▶ _Problem requirements_: The response must consist of every line of the listing, reproduced verbatim.

▶ _Data excerpts_:
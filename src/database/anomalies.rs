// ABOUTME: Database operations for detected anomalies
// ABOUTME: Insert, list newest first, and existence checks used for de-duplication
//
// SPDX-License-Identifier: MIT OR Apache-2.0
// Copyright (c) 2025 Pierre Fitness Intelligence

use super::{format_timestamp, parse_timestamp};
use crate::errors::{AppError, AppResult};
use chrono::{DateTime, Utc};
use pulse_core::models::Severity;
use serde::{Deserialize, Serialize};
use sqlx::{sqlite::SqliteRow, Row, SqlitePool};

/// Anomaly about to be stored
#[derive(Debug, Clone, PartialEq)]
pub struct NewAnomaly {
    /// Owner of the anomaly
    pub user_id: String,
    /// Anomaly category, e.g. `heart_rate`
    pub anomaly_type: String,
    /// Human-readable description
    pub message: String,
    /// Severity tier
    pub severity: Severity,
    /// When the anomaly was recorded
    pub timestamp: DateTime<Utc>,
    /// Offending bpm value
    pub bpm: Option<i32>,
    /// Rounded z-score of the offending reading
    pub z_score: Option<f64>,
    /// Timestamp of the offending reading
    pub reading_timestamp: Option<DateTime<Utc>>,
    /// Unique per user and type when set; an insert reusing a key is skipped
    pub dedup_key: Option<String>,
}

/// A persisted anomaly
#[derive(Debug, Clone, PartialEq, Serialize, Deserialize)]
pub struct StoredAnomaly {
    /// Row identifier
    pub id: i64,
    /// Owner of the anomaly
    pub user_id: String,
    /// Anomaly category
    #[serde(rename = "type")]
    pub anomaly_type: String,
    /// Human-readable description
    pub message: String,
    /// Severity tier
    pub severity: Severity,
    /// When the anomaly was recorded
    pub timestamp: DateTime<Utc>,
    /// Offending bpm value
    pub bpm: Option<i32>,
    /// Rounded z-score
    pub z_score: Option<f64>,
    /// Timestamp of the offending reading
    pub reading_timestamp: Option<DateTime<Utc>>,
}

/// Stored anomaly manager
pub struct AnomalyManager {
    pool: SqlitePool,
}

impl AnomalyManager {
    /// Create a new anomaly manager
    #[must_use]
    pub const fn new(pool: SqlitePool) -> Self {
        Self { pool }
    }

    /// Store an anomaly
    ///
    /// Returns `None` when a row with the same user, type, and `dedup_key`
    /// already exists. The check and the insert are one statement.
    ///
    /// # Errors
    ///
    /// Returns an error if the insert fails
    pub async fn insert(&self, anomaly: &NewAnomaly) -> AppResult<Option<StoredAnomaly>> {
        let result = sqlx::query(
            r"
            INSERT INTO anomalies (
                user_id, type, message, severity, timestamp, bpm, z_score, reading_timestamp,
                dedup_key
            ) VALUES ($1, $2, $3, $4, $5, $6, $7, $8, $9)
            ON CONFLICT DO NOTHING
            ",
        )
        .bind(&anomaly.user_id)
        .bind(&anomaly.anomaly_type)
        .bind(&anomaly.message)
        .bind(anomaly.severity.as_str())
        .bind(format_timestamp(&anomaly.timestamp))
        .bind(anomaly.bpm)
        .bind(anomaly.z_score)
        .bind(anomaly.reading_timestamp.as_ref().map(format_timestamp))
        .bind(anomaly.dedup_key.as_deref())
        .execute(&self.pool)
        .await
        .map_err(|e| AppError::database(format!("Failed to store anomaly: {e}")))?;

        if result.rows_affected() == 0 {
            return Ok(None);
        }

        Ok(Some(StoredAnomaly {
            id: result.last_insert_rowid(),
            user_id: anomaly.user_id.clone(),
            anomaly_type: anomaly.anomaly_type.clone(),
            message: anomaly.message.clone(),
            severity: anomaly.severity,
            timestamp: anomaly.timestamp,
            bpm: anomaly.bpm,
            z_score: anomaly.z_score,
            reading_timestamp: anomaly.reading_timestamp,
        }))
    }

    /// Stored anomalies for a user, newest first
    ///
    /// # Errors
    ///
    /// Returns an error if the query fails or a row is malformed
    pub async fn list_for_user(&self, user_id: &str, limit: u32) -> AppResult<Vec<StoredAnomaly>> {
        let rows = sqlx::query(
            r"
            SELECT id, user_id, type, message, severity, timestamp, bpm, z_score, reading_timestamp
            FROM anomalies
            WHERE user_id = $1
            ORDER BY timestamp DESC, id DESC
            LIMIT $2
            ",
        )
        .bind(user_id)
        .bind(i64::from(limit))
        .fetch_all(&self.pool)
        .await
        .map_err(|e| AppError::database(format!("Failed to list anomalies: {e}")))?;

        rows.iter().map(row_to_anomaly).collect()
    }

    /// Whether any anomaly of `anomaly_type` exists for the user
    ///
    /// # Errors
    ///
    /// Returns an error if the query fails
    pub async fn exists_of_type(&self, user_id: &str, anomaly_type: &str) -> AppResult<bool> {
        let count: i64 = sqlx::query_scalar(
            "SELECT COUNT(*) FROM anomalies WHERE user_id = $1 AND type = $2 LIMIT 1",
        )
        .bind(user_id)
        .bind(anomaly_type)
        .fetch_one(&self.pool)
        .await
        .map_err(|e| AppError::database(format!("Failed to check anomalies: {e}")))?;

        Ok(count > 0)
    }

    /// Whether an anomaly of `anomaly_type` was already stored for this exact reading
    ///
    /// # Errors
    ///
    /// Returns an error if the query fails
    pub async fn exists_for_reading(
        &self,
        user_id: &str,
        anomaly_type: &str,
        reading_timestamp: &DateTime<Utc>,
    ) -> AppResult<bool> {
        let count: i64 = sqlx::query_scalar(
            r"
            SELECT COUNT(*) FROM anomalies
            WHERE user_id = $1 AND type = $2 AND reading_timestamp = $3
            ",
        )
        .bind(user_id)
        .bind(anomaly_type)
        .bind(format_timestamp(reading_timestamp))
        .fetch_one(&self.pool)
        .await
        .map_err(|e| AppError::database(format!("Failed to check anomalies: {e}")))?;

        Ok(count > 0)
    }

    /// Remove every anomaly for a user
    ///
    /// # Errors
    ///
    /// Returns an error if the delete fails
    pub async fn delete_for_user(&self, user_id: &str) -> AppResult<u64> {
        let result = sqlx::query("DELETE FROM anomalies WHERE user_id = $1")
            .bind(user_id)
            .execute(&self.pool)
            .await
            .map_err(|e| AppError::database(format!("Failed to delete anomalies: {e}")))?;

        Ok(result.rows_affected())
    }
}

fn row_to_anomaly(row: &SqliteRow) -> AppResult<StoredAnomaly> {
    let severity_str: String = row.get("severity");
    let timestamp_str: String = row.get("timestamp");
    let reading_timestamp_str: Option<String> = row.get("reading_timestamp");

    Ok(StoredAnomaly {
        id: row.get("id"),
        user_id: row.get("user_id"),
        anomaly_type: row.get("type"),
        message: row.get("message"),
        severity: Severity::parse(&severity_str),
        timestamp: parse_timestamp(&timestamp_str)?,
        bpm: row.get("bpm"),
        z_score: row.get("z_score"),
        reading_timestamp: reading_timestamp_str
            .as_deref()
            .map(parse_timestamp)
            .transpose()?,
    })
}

▶ _Answer to this problem_:
filename src/database/anomalies.rs
// ABOUTME: Database operations for detected anomalies
// ABOUTME: Insert, list newest first, and existence checks used for de-duplication
//
// SPDX-License-Identifier: MIT OR Apache-2.0
// Copyright (c) 2025 Pierre Fitness Intelligence

use super::{format_timestamp, parse_timestamp};
use crate::errors::{AppError, AppResult};
use chrono::{DateTime, Utc};
use pulse_core::models::Severity;
use serde::{Deserialize, Serialize};
use sqlx::{sqlite::SqliteRow, Row, SqlitePool};

/// Anomaly about to be stored
#[derive(Debug, Clone, PartialEq)]
pub struct NewAnomaly {
    /// Owner of the anomaly
    pub user_id: String,
    /// Anomaly category, e.g. `heart_rate`
    pub anomaly_type: String,
    /// Human-readable description
    pub message: String,
    /// Severity tier
    pub severity: Severity,
    /// When the anomaly was recorded
    pub timestamp: DateTime<Utc>,
    /// Offending bpm value
    pub bpm: Option<i32>,
    /// Rounded z-score of the offending reading
    pub z_score: Option<f64>,
    /// Timestamp of the offending reading
    pub reading_timestamp: Option<DateTime<Utc>>,
    /// Unique per user and type when set; an insert reusing a key is skipped
    pub dedup_key: Option<String>,
}

/// A persisted anomaly
#[derive(Debug, Clone, PartialEq, Serialize, Deserialize)]
pub struct StoredAnomaly {
    /// Row identifier
    pub id: i64,
    /// Owner of the anomaly
    pub user_id: String,
    /// Anomaly category
    #[serde(rename = "type")]
    pub anomaly_type: String,
    /// Human-readable description
    pub message: String,
    /// Severity tier
    pub severity: Severity,
    /// When the anomaly was recorded
    pub timestamp: DateTime<Utc>,
    /// Offending bpm value
    pub bpm: Option<i32>,
    /// Rounded z-score
    pub z_score: Option<f64>,
    /// Timestamp of the offending reading
    pub reading_timestamp: Option<DateTime<Utc>>,
}

/// Stored anomaly manager
pub struct AnomalyManager {
    pool: SqlitePool,
}

impl AnomalyManager {
    /// Create a new anomaly manager
    #[must_use]
    pub const fn new(pool: SqlitePool) -> Self {
        Self { pool }
    }

    /// Store an anomaly
    ///
    /// Returns `None` when a row with the same user, type, and `dedup_key`
    /// already exists. The check and the insert are one statement.
    ///
    /// # Errors
    ///
    /// Returns an error if the insert fails
    pub async fn insert(&self, anomaly: &NewAnomaly) -> AppResult<Option<StoredAnomaly>> {
        let result = sqlx::query(
            r"
            INSERT INTO anomalies (
                user_id, type, message, severity, timestamp, bpm, z_score, reading_timestamp,
                dedup_key
            ) VALUES ($1, $2, $3, $4, $5, $6, $7, $8, $9)
            ON CONFLICT DO NOTHING
            ",
        )
        .bind(&anomaly.user_id)
        .bind(&anomaly.anomaly_type)
        .bind(&anomaly.message)
        .bind(anomaly.severity.as_str())
        .bind(format_timestamp(&anomaly.timestamp))
        .bind(anomaly.bpm)
        .bind(anomaly.z_score)
        .bind(anomaly.reading_timestamp.as_ref().map(format_timestamp))
        .bind(anomaly.dedup_key.as_deref())
        .execute(&self.pool)
        .await
        .map_err(|e| AppError::database(format!("Failed to store anomaly: {e}")))?;

        if result.rows_affected() == 0 {
            return Ok(None);
        }

        Ok(Some(StoredAnomaly {
            id: result.last_insert_rowid(),
            user_id: anomaly.user_id.clone(),
            anomaly_type: anomaly.anomaly_type.clone(),
            message: anomaly.message.clone(),
            severity: anomaly.severity,
            timestamp: anomaly.timestamp,
            bpm: anomaly.bpm,
            z_score: anomaly.z_score,
            reading_timestamp: anomaly.reading_timestamp,
        }))
    }

    /// Stored anomalies for a user, newest first
    ///
    /// # Errors
    ///
    /// Returns an error if the query fails or a row is malformed
    pub async fn list_for_user(&self, user_id: &str, limit: u32) -> AppResult<Vec<StoredAnomaly>> {
        let rows = sqlx::query(
            r"
            SELECT id, user_id, type, message, severity, timestamp, bpm, z_score, reading_timestamp
            FROM anomalies
            WHERE user_id = $1
            ORDER BY timestamp DESC, id DESC
            LIMIT $2
            ",
        )
        .bind(user_id)
        .bind(i64::from(limit))
        .fetch_all(&self.pool)
        .await
        .map_err(|e| AppError::database(format!("Failed to list anomalies: {e}")))?;

        rows.iter().map(row_to_anomaly).collect()
    }

    /// Whether any anomaly of `anomaly_type` exists for the user
    ///
    /// # Errors
    ///
    /// Returns an error if the query fails
    pub async fn exists_of_type(&self, user_id: &str, anomaly_type: &str) -> AppResult<bool> {
        let count: i64 = sqlx::query_scalar(
            "SELECT COUNT(*) FROM anomalies WHERE user_id = $1 AND type = $2 LIMIT 1",
        )
        .bind(user_id)
        .bind(anomaly_type)
        .fetch_one(&self.pool)
        .await
        .map_err(|e| AppError::database(format!("Failed to check anomalies: {e}")))?;

        Ok(count > 0)
    }

    /// Whether an anomaly of `anomaly_type` was already stored for this exact reading
    ///
    /// # Errors
    ///
    /// Returns an error if the query fails
    pub async fn exists_for_reading(
        &self,
        user_id: &str,
        anomaly_type: &str,
        reading_timestamp: &DateTime<Utc>,
    ) -> AppResult<bool> {
        let count: i64 = sqlx::query_scalar(
            r"
            SELECT COUNT(*) FROM anomalies
            WHERE user_id = $1 AND type = $2 AND reading_timestamp = $3
            ",
        )
        .bind(user_id)
        .bind(anomaly_type)
        .bind(format_timestamp(reading_timestamp))
        .fetch_one(&self.pool)
        .await
        .map_err(|e| AppError::database(format!("Failed to check anomalies: {e}")))?;

        Ok(count > 0)
    }

    /// Remove every anomaly for a user
    ///
    /// # Errors
    ///
    /// Returns an error if the delete fails
    pub async fn delete_for_user(&self, user_id: &str) -> AppResult<u64> {
        let result = sqlx::query("DELETE FROM anomalies WHERE user_id = $1")
            .bind(user_id)
            .execute(&self.pool)
            .await
            .map_err(|e| AppError::database(format!("Failed to delete anomalies: {e}")))?;

        Ok(result.rows_affected())
    }
}

fn row_to_anomaly(row: &SqliteRow) -> AppResult<StoredAnomaly> {
    let severity_str: String = row.get("severity");
    let timestamp_str: String = row.get("timestamp");
    let reading_timestamp_str: Option<String> = row.get("reading_timestamp");

    Ok(StoredAnomaly {
        id: row.get("id"),
        user_id: row.get("user_id"),
        anomaly_type: row.get("type"),
        message: row.get("message"),
        severity: Severity::parse(&severity_str),
        timestamp: parse_timestamp(&timestamp_str)?,
        bpm: row.get("bpm"),
        z_score: row.get("z_score"),
        reading_timestamp: reading_timestamp_str
            .as_deref()
            .map(parse_timestamp)
            .transpose()?,
    })
}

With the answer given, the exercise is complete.